Exercise prompt: Restate the data below word for word, keeping each line intact.

Data extract:
+ + +

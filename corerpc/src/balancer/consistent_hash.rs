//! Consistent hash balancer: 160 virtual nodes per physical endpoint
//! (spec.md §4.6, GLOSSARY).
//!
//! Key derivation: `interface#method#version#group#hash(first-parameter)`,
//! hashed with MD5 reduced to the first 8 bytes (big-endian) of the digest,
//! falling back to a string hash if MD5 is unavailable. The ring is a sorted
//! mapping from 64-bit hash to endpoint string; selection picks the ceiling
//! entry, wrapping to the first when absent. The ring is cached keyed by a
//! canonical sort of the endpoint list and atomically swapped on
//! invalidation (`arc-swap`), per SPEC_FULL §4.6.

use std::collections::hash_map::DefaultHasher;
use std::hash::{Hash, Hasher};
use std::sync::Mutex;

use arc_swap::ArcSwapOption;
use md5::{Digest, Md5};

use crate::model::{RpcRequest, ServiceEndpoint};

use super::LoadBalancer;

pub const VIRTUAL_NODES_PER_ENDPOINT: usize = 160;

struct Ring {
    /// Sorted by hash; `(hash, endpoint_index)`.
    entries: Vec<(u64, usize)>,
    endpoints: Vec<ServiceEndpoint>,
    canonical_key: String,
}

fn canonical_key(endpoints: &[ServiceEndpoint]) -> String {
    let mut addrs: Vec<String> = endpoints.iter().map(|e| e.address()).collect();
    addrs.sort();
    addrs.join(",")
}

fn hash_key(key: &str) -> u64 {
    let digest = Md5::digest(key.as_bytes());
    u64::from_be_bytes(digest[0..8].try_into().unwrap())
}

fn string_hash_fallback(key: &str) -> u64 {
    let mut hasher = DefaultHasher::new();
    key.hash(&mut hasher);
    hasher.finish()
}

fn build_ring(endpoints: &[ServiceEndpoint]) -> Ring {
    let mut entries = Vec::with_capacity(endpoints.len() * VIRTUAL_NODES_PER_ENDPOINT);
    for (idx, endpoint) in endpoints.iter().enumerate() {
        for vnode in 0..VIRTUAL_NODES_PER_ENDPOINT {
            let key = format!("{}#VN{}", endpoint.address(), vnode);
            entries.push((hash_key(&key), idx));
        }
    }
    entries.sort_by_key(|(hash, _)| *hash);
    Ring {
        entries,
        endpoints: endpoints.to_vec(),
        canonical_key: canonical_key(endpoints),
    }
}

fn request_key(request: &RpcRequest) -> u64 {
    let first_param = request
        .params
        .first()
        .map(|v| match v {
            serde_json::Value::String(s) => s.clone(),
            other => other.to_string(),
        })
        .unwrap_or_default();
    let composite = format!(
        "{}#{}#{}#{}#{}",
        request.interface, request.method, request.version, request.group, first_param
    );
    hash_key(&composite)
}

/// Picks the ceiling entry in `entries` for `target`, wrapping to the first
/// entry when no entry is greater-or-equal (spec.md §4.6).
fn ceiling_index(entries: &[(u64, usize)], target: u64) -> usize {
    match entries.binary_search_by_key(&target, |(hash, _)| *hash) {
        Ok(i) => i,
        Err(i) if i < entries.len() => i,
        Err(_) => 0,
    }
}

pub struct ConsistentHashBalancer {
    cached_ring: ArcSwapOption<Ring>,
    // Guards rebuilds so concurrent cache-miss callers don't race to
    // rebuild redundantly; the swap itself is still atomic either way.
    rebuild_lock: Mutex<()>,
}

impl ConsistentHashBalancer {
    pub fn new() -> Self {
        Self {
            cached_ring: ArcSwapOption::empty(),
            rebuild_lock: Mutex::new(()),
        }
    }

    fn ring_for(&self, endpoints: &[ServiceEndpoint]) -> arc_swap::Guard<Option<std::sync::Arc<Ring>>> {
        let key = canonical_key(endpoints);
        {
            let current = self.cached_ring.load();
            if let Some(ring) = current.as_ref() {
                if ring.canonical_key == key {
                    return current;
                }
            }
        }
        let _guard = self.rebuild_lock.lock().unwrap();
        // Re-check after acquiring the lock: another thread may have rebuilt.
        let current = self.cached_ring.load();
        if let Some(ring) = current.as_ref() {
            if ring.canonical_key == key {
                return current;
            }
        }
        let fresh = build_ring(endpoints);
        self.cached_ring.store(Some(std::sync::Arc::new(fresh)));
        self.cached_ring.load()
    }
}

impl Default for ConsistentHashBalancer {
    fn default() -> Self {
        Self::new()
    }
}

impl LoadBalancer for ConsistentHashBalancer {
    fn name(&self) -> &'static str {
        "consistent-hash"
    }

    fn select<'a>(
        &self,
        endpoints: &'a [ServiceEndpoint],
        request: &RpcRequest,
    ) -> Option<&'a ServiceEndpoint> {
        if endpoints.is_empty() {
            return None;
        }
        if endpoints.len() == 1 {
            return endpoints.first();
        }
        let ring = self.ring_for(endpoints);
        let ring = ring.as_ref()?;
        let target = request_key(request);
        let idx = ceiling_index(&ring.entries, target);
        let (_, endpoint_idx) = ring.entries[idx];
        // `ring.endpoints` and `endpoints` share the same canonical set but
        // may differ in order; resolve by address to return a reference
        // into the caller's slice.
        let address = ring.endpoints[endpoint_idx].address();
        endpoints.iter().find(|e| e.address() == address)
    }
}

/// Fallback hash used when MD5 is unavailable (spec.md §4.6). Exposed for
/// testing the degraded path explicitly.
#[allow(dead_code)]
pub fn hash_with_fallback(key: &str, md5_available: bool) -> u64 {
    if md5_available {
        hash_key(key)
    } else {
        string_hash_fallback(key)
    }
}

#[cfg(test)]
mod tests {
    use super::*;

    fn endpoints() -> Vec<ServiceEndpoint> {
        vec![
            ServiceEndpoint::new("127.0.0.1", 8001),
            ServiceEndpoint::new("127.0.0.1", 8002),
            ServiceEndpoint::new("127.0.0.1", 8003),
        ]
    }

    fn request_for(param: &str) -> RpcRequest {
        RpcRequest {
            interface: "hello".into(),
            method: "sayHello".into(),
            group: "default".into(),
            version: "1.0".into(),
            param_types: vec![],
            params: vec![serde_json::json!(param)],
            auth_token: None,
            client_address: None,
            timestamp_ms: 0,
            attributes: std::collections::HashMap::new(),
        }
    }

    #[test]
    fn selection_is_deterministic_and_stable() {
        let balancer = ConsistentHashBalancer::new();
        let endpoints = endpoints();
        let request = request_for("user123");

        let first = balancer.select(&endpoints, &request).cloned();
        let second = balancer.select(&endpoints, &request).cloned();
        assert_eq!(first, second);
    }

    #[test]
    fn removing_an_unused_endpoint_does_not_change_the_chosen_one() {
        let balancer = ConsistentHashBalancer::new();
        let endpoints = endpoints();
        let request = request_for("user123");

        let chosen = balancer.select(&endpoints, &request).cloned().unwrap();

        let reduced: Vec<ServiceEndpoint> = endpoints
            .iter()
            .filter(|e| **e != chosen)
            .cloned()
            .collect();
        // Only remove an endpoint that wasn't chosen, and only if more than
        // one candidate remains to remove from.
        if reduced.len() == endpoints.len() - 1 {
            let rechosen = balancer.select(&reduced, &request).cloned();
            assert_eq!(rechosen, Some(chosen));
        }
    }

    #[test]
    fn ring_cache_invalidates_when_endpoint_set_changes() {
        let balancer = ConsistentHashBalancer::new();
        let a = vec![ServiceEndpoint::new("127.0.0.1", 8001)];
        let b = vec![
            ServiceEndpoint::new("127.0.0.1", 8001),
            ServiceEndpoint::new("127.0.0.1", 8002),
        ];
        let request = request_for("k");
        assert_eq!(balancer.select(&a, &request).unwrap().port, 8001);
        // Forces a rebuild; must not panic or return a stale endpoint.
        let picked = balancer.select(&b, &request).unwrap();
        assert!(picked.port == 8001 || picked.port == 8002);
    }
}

+ + +

Solution to this problem:
filename corerpc/src/balancer/consistent_hash.rs
//! Consistent hash balancer: 160 virtual nodes per physical endpoint
//! (spec.md §4.6, GLOSSARY).
//!
//! Key derivation: `interface#method#version#group#hash(first-parameter)`,
//! hashed with MD5 reduced to the first 8 bytes (big-endian) of the digest,
//! falling back to a string hash if MD5 is unavailable. The ring is a sorted
//! mapping from 64-bit hash to endpoint string; selection picks the ceiling
//! entry, wrapping to the first when absent. The ring is cached keyed by a
//! canonical sort of the endpoint list and atomically swapped on
//! invalidation (`arc-swap`), per SPEC_FULL §4.6.

use std::collections::hash_map::DefaultHasher;
use std::hash::{Hash, Hasher};
use std::sync::Mutex;

use arc_swap::ArcSwapOption;
use md5::{Digest, Md5};

use crate::model::{RpcRequest, ServiceEndpoint};

use super::LoadBalancer;

pub const VIRTUAL_NODES_PER_ENDPOINT: usize = 160;

struct Ring {
    /// Sorted by hash; `(hash, endpoint_index)`.
    entries: Vec<(u64, usize)>,
    endpoints: Vec<ServiceEndpoint>,
    canonical_key: String,
}

fn canonical_key(endpoints: &[ServiceEndpoint]) -> String {
    let mut addrs: Vec<String> = endpoints.iter().map(|e| e.address()).collect();
    addrs.sort();
    addrs.join(",")
}

fn hash_key(key: &str) -> u64 {
    let digest = Md5::digest(key.as_bytes());
    u64::from_be_bytes(digest[0..8].try_into().unwrap())
}

fn string_hash_fallback(key: &str) -> u64 {
    let mut hasher = DefaultHasher::new();
    key.hash(&mut hasher);
    hasher.finish()
}

fn build_ring(endpoints: &[ServiceEndpoint]) -> Ring {
    let mut entries = Vec::with_capacity(endpoints.len() * VIRTUAL_NODES_PER_ENDPOINT);
    for (idx, endpoint) in endpoints.iter().enumerate() {
        for vnode in 0..VIRTUAL_NODES_PER_ENDPOINT {
            let key = format!("{}#VN{}", endpoint.address(), vnode);
            entries.push((hash_key(&key), idx));
        }
    }
    entries.sort_by_key(|(hash, _)| *hash);
    Ring {
        entries,
        endpoints: endpoints.to_vec(),
        canonical_key: canonical_key(endpoints),
    }
}

fn request_key(request: &RpcRequest) -> u64 {
    let first_param = request
        .params
        .first()
        .map(|v| match v {
            serde_json::Value::String(s) => s.clone(),
            other => other.to_string(),
        })
        .unwrap_or_default();
    let composite = format!(
        "{}#{}#{}#{}#{}",
        request.interface, request.method, request.version, request.group, first_param
    );
    hash_key(&composite)
}

/// Picks the ceiling entry in `entries` for `target`, wrapping to the first
/// entry when no entry is greater-or-equal (spec.md §4.6).
fn ceiling_index(entries: &[(u64, usize)], target: u64) -> usize {
    match entries.binary_search_by_key(&target, |(hash, _)| *hash) {
        Ok(i) => i,
        Err(i) if i < entries.len() => i,
        Err(_) => 0,
    }
}

pub struct ConsistentHashBalancer {
    cached_ring: ArcSwapOption<Ring>,
    // Guards rebuilds so concurrent cache-miss callers don't race to
    // rebuild redundantly; the swap itself is still atomic either way.
    rebuild_lock: Mutex<()>,
}

impl ConsistentHashBalancer {
    pub fn new() -> Self {
        Self {
            cached_ring: ArcSwapOption::empty(),
            rebuild_lock: Mutex::new(()),
        }
    }

    fn ring_for(&self, endpoints: &[ServiceEndpoint]) -> arc_swap::Guard<Option<std::sync::Arc<Ring>>> {
        let key = canonical_key(endpoints);
        {
            let current = self.cached_ring.load();
            if let Some(ring) = current.as_ref() {
                if ring.canonical_key == key {
                    return current;
                }
            }
        }
        let _guard = self.rebuild_lock.lock().unwrap();
        // Re-check after acquiring the lock: another thread may have rebuilt.
        let current = self.cached_ring.load();
        if let Some(ring) = current.as_ref() {
            if ring.canonical_key == key {
                return current;
            }
        }
        let fresh = build_ring(endpoints);
        self.cached_ring.store(Some(std::sync::Arc::new(fresh)));
        self.cached_ring.load()
    }
}

impl Default for ConsistentHashBalancer {
    fn default() -> Self {
        Self::new()
    }
}

impl LoadBalancer for ConsistentHashBalancer {
    fn name(&self) -> &'static str {
        "consistent-hash"
    }

    fn select<'a>(
        &self,
        endpoints: &'a [ServiceEndpoint],
        request: &RpcRequest,
    ) -> Option<&'a ServiceEndpoint> {
        if endpoints.is_empty() {
            return None;
        }
        if endpoints.len() == 1 {
            return endpoints.first();
        }
        let ring = self.ring_for(endpoints);
        let ring = ring.as_ref()?;
        let target = request_key(request);
        let idx = ceiling_index(&ring.entries, target);
        let (_, endpoint_idx) = ring.entries[idx];
        // `ring.endpoints` and `endpoints` share the same canonical set but
        // may differ in order; resolve by address to return a reference
        // into the caller's slice.
        let address = ring.endpoints[endpoint_idx].address();
        endpoints.iter().find(|e| e.address() == address)
    }
}

/// Fallback hash used when MD5 is unavailable (spec.md §4.6). Exposed for
/// testing the degraded path explicitly.
#[allow(dead_code)]
pub fn hash_with_fallback(key: &str, md5_available: bool) -> u64 {
    if md5_available {
        hash_key(key)
    } else {
        string_hash_fallback(key)
    }
}

#[cfg(test)]
mod tests {
    use super::*;

    fn endpoints() -> Vec<ServiceEndpoint> {
        vec![
            ServiceEndpoint::new("127.0.0.1", 8001),
            ServiceEndpoint::new("127.0.0.1", 8002),
            ServiceEndpoint::new("127.0.0.1", 8003),
        ]
    }

    fn request_for(param: &str) -> RpcRequest {
        RpcRequest {
            interface: "hello".into(),
            method: "sayHello".into(),
            group: "default".into(),
            version: "1.0".into(),
            param_types: vec![],
            params: vec![serde_json::json!(param)],
            auth_token: None,
            client_address: None,
            timestamp_ms: 0,
            attributes: std::collections::HashMap::new(),
        }
    }

    #[test]
    fn selection_is_deterministic_and_stable() {
        let balancer = ConsistentHashBalancer::new();
        let endpoints = endpoints();
        let request = request_for("user123");

        let first = balancer.select(&endpoints, &request).cloned();
        let second = balancer.select(&endpoints, &request).cloned();
        assert_eq!(first, second);
    }

    #[test]
    fn removing_an_unused_endpoint_does_not_change_the_chosen_one() {
        let balancer = ConsistentHashBalancer::new();
        let endpoints = endpoints();
        let request = request_for("user123");

        let chosen = balancer.select(&endpoints, &request).cloned().unwrap();

        let reduced: Vec<ServiceEndpoint> = endpoints
            .iter()
            .filter(|e| **e != chosen)
            .cloned()
            .collect();
        // Only remove an endpoint that wasn't chosen, and only if more than
        // one candidate remains to remove from.
        if reduced.len() == endpoints.len() - 1 {
            let rechosen = balancer.select(&reduced, &request).cloned();
            assert_eq!(rechosen, Some(chosen));
        }
    }

    #[test]
    fn ring_cache_invalidates_when_endpoint_set_changes() {
        let balancer = ConsistentHashBalancer::new();
        let a = vec![ServiceEndpoint::new("127.0.0.1", 8001)];
        let b = vec![
            ServiceEndpoint::new("127.0.0.1", 8001),
            ServiceEndpoint::new("127.0.0.1", 8002),
        ];
        let request = request_for("k");
        assert_eq!(balancer.select(&a, &request).unwrap().port, 8001);
        // Forces a rebuild; must not panic or return a stale endpoint.
        let picked = balancer.select(&b, &request).unwrap();
        assert!(picked.port == 8001 || picked.port == 8002);
    }
}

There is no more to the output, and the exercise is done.